● **What you will do**: Could you transcribe all of the data word for word?

************

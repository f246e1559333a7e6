//! Duration validator backed by `humantime`.

use super::Validator;
use crate::{FlagError, FlagResult};

/// Accepts a magnitude followed by a unit suffix such as `10ms`, `10s`,
/// `10m`, `10h` or compound forms like `1h30m`.
///
/// A bare `0` is also accepted. Elements render in `humantime` form, which
/// parses back to the same duration.
#[derive(Debug, Clone, Copy, Default, PartialEq, Eq)]
pub struct DurationSyntax;

impl Validator for DurationSyntax {
    type Element = humantime::Duration;

    fn validate(raw: &str) -> FlagResult<humantime::Duration> {
        if raw == "0" {
            return Ok(std::time::Duration::ZERO.into());
        }
        raw.parse::<humantime::Duration>()
            .map_err(|err| FlagError::InvalidDuration {
                input: raw.to_owned(),
                detail: err.to_string(),
            })
    }
}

************

● **Result for this task**:
repository f246e1559333a7e6
//! Duration validator backed by `humantime`.

use super::Validator;
use crate::{FlagError, FlagResult};

/// Accepts a magnitude followed by a unit suffix such as `10ms`, `10s`,
/// `10m`, `10h` or compound forms like `1h30m`.
///
/// A bare `0` is also accepted. Elements render in `humantime` form, which
/// parses back to the same duration.
#[derive(Debug, Clone, Copy, Default, PartialEq, Eq)]
pub struct DurationSyntax;

impl Validator for DurationSyntax {
    type Element = humantime::Duration;

    fn validate(raw: &str) -> FlagResult<humantime::Duration> {
        if raw == "0" {
            return Ok(std::time::Duration::ZERO.into());
        }
        raw.parse::<humantime::Duration>()
            .map_err(|err| FlagError::InvalidDuration {
                input: raw.to_owned(),
                detail: err.to_string(),
            })
    }
}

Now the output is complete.